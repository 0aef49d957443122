//! Error types for benchmark units and the harness.

use std::collections::TryReserveError;
use std::fmt;
use std::io;

use crate::unit::TransformKind;

/// Errors raised by a [`BenchmarkUnit`](crate::unit::BenchmarkUnit) during
/// `prepare` or `execute_once`.
#[derive(Debug, Clone, PartialEq, Eq)]
pub enum UnitError {
    /// The requested kernel size was zero.
    ZeroLength,
    /// A buffer of `elements` items could not be allocated.
    Allocation { elements: usize, reason: String },
    /// The library refused to construct a plan for this size.
    Plan(String),
    /// `execute_once` was called without a successful `prepare`.
    NotPrepared,
    /// The library reported an error from its transform call.
    Transform(String),
}

impl UnitError {
    pub(crate) fn allocation(elements: usize, err: TryReserveError) -> Self {
        UnitError::Allocation {
            elements,
            reason: err.to_string(),
        }
    }
}

impl fmt::Display for UnitError {
    fn fmt(&self, f: &mut fmt::Formatter<'_>) -> fmt::Result {
        match self {
            UnitError::ZeroLength => write!(f, "kernel size must be non-zero"),
            UnitError::Allocation { elements, reason } => {
                write!(f, "failed to allocate {} elements: {}", elements, reason)
            }
            UnitError::Plan(msg) => write!(f, "plan construction failed: {}", msg),
            UnitError::NotPrepared => write!(f, "unit executed before prepare"),
            UnitError::Transform(msg) => write!(f, "transform failed: {}", msg),
        }
    }
}

impl std::error::Error for UnitError {}

/// Errors produced by the timing driver, the harness and the report writer.
#[derive(Debug)]
pub enum BenchError {
    /// `prepare` failed; the library is unavailable for this size.
    Setup {
        library: String,
        size: usize,
        kind: TransformKind,
        source: UnitError,
    },
    /// `execute_once` failed mid-loop. The mean is invalid and the run aborts.
    Measurement {
        library: String,
        size: usize,
        kind: TransformKind,
        source: UnitError,
    },
    /// Bad sizes, durations or catalog contents.
    InvalidConfig(String),
    /// A report section was written out of order.
    OutOfOrder {
        state: &'static str,
        action: &'static str,
    },
    Io(io::Error),
    Json(serde_json::Error),
}

impl BenchError {
    /// True for failures that only make one cell (or one row) unavailable.
    pub fn is_setup(&self) -> bool {
        matches!(self, BenchError::Setup { .. })
    }
}

impl fmt::Display for BenchError {
    fn fmt(&self, f: &mut fmt::Formatter<'_>) -> fmt::Result {
        match self {
            BenchError::Setup {
                library,
                size,
                kind,
                source,
            } => write!(
                f,
                "{} {} setup failed for size {}: {}",
                library, kind, size, source
            ),
            BenchError::Measurement {
                library,
                size,
                kind,
                source,
            } => write!(
                f,
                "{} {} measurement failed for size {}: {}",
                library, kind, size, source
            ),
            BenchError::InvalidConfig(msg) => write!(f, "invalid configuration: {}", msg),
            BenchError::OutOfOrder { state, action } => {
                write!(f, "cannot {} while report is {}", action, state)
            }
            BenchError::Io(err) => write!(f, "i/o error: {}", err),
            BenchError::Json(err) => write!(f, "json error: {}", err),
        }
    }
}

impl std::error::Error for BenchError {
    fn source(&self) -> Option<&(dyn std::error::Error + 'static)> {
        match self {
            BenchError::Setup { source, .. } | BenchError::Measurement { source, .. } => {
                Some(source)
            }
            BenchError::Io(err) => Some(err),
            BenchError::Json(err) => Some(err),
            _ => None,
        }
    }
}

impl From<io::Error> for BenchError {
    fn from(err: io::Error) -> Self {
        BenchError::Io(err)
    }
}

impl From<serde_json::Error> for BenchError {
    fn from(err: serde_json::Error) -> Self {
        BenchError::Json(err)
    }
}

WORK TASK:
How many lines in the records above contain the word "enum"? Reply with the number and nothing more.

RESULT:
2